Question

Fragmented BUSCOs of genome assemblies - How to improve scores?

0

Entering edit mode

3 months ago

neolycus • 0

Hello there,

I am new to BUSCO, and I am having a hard time interpreting some of the results that I am having.

The command that I used for my search is below:

busco -i assemblies -l endopterygota_odb10 -o batchtest -m genome -c 32 -f --metaeuk

I am using assembly files based on WGS and transcriptomes for a group of beetles. I noticed that all my transcriptome assembly files are quite small (100 mb each) and all my WGS-based assembly files are quite large (>1GB each).

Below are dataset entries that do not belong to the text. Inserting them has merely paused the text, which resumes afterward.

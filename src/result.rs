use indexmap::IndexSet;
use serde::{Deserialize, Serialize, Serializer};

use crate::rules::{Category, Severity};

/// Relative weight each severity carries in the score.
///
/// The score counts a rule's weight whether it passed or failed, so a failing
/// `error` rule costs more points than a failing `warning` rule.
#[derive(Debug, Clone, Copy, PartialEq, Eq, Hash, Serialize, Deserialize)]
pub struct ScoringWeights {
    #[serde(default = "default_error_weight", rename = "error_weight")]
    pub error: u32,
    #[serde(default = "default_warning_weight", rename = "warning_weight")]
    pub warning: u32,
    #[serde(default = "default_info_weight", rename = "info_weight")]
    pub info: u32,
}

impl Default for ScoringWeights {
    fn default() -> Self {
        Self {
            error: default_error_weight(),
            warning: default_warning_weight(),
            info: default_info_weight(),
        }
    }
}

const fn default_error_weight() -> u32 {
    3
}

const fn default_warning_weight() -> u32 {
    2
}

const fn default_info_weight() -> u32 {
    1
}

impl ScoringWeights {
    #[must_use]
    pub const fn weight(&self, severity: Severity) -> u32 {
        match severity {
            Severity::Error => self.error,
            Severity::Warning => self.warning,
            Severity::Info => self.info,
        }
    }

    /// `round(100 * passed weight / total weight)`, half rounding up.
    ///
    /// Takes `(rule severity, passed)` per check. No checks scores 100.
    #[must_use]
    pub fn score<I>(&self, checks: I) -> u8
    where
        I: IntoIterator<Item = (Severity, bool)>,
    {
        let (passed, total) = checks
            .into_iter()
            .fold((0u64, 0u64), |(passed, total), (severity, ok)| {
                let w = u64::from(self.weight(severity));
                (if ok { passed + w } else { passed }, total + w)
            });

        if total == 0 {
            return 100;
        }
        let rounded = (200 * passed + total) / (2 * total);
        u8::try_from(rounded.min(100)).unwrap_or(100)
    }
}

/// Verdict of one check. Severity and suggestion only exist on failure.
#[derive(Debug, Clone, PartialEq, Eq)]
pub enum CheckOutcome {
    Passed,
    Failed {
        severity: Severity,
        suggestion: Option<String>,
    },
}

/// One rule's verdict against one ad snapshot.
#[derive(Debug, Clone, PartialEq, Eq)]
pub struct ComplianceCheck {
    pub id: String,
    pub name: String,
    pub category: Category,
    pub message: String,
    pub outcome: CheckOutcome,
}

impl ComplianceCheck {
    #[must_use]
    pub const fn is_passed(&self) -> bool {
        matches!(self.outcome, CheckOutcome::Passed)
    }

    /// Severity as displayed: a passed check is always informational.
    #[must_use]
    pub const fn severity(&self) -> Severity {
        match self.outcome {
            CheckOutcome::Passed => Severity::Info,
            CheckOutcome::Failed { severity, .. } => severity,
        }
    }

    #[must_use]
    pub fn suggestion(&self) -> Option<&str> {
        match &self.outcome {
            CheckOutcome::Passed => None,
            CheckOutcome::Failed { suggestion, .. } => suggestion.as_deref(),
        }
    }

    /// A failed check that blocks the overall verdict.
    #[must_use]
    pub const fn is_blocking(&self) -> bool {
        matches!(
            self.outcome,
            CheckOutcome::Failed {
                severity: Severity::Error,
                ..
            }
        )
    }
}

#[derive(Serialize)]
struct WireCheck<'a> {
    id: &'a str,
    name: &'a str,
    category: Category,
    passed: bool,
    message: &'a str,
    severity: Severity,
    #[serde(skip_serializing_if = "Option::is_none")]
    suggestion: Option<&'a str>,
}

impl Serialize for ComplianceCheck {
    fn serialize<S: Serializer>(&self, serializer: S) -> Result<S::Ok, S::Error> {
        WireCheck {
            id: &self.id,
            name: &self.name,
            category: self.category,
            passed: self.is_passed(),
            message: &self.message,
            severity: self.severity(),
            suggestion: self.suggestion(),
        }
        .serialize(serializer)
    }
}

/// Complete output of one evaluation.
///
/// `passed` and `suggestions` are derived from `checks` at construction and
/// cannot be set independently.
#[derive(Debug, Clone, PartialEq, Eq, Serialize)]
pub struct ComplianceResult {
    score: u8,
    passed: bool,
    checks: Vec<ComplianceCheck>,
    suggestions: Vec<String>,
}

impl ComplianceResult {
    pub(crate) fn assemble(score: u8, checks: Vec<ComplianceCheck>) -> Self {
        let passed = !checks.iter().any(ComplianceCheck::is_blocking);
        let suggestions: IndexSet<String> = checks
            .iter()
            .filter_map(ComplianceCheck::suggestion)
            .map(String::from)
            .collect();

        Self {
            score: score.min(100),
            passed,
            checks,
            suggestions: suggestions.into_iter().collect(),
        }
    }

    /// Weighted pass ratio in `[0, 100]`.
    #[must_use]
    pub const fn score(&self) -> u8 {
        self.score
    }

    /// True iff no error-severity check failed.
    #[must_use]
    pub const fn passed(&self) -> bool {
        self.passed
    }

    #[must_use]
    pub fn checks(&self) -> &[ComplianceCheck] {
        &self.checks
    }

    #[must_use]
    pub fn suggestions(&self) -> &[String] {
        &self.suggestions
    }

    #[must_use]
    pub fn check(&self, id: &str) -> Option<&ComplianceCheck> {
        self.checks.iter().find(|c| c.id == id)
    }

    #[must_use]
    pub fn failed_checks(&self) -> impl Iterator<Item = &ComplianceCheck> {
        self.checks.iter().filter(|c| !c.is_passed())
    }

    /// Count of failed checks at `severity`.
    #[must_use]
    pub fn failures_at(&self, severity: Severity) -> usize {
        self.failed_checks()
            .filter(|c| c.severity() == severity)
            .count()
    }
}

#[cfg(test)]
#[path = "result_tests.rs"]
mod tests;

All BUSCOs from my transcriptome samples are quite good, see below a sample:

***** Results: *****

C:93.2%[S:92.1%,D:1.1%],F:2.6%,M:4.2%,n:2124       
1981    Complete BUSCOs (C)            
1957    Complete and single-copy BUSCOs (S)    
24  Complete and duplicated BUSCOs (D)     
55  Fragmented BUSCOs (F)              
88  Missing BUSCOs (M)             
2124    Total BUSCO groups searched

However, ALL BUSCOs from my WGS samples are quite low (see below). I noticed that the number of fragmented BUSCOs on my WGS samples are also very high, more or less to the same proportion of my single-copy BUSCOs.

C:40.8%[S:39.8%,D:1.0%],F:39.2%,M:20.0%,n:2124     
867 Complete BUSCOs (C)            
845 Complete and single-copy BUSCOs (S)    
22  Complete and duplicated BUSCOs (D)     
833 Fragmented BUSCOs (F)              
424 Missing BUSCOs (M)             
2124    Total BUSCO groups searched

Have you experienced this before? And how to improve my BUSCOs scores for my WGS samples?

Interesting, when I try to recover loci using specific UCE probesets for beetles, I have a high recovery rate (>95%) for all my samples (transcriptomes and WGS samples).

Thanks!

fragmented BUSCOs • 724 views

ADD COMMENT • link updated 3 months ago by young_bioinformatician ▴ 240 • written 3 months ago by neolycus • 0

0

Entering edit mode

How fragmented is your WGS-assembly? The BUSCO score suggests it's very fragmented. You're still seemingly identifying the same number of BUSCOs, just that they are spread out over multiple contigs (hence the fragmented annotations).

I suspect improving contiguity of your genome will help a lot. If possible, you could try to add better long-read sequencing data, Hi-C, optical mapping, etc... But I realise this may not be possible. A proof-of-principal idea could be to use a better annotated beetle genome and a synteny analysis to guide scaffolding into pseudo-chromosomes and test if BUSCO scores go up. That said, this approach introduces all the errors of the other assembly and ignores all unresolved fixed evolutionary differences among assemblies, so isn't ideal for your final release.

ADD REPLY • link 3 months ago by dthorbur ★ 2.5k

score 0 · Answer 1 · 2024-08-20

0

Entering edit mode

3 months ago

shelkmike ★ 1.4k

The genome assembly is probably fragmented because you used only short (Illumina or MGI) reads. Repeats in introns complicate assembly from short reads which leads to fragmented genes. If you want to make a better assembly, use long (Oxford Nanopore or PacBio) reads.
What is the N50 of your genome assembly?

ADD COMMENT • link 3 months ago by shelkmike ★ 1.4k

0

Entering edit mode

THe BUSCO score is only one of many QC parameters. I agree that more information on QC (N50, #contigs, assembly size vs. exp. genome size) and also how you assembled the transcriptome and genome should be provided.

ADD REPLY • link 3 months ago by michael.ante ★ 3.9k

score 0 · Answer 2 · 2024-08-21

You might either increase your sequencing depth or use longer reads. However, If you don't want to back to experiment parts, then there are some studies that improve BUSCOs result with bioinformatic solution. So the aim should be to improve the assembly quality so that means you can cover more BUSCOs when you have more compact assembly.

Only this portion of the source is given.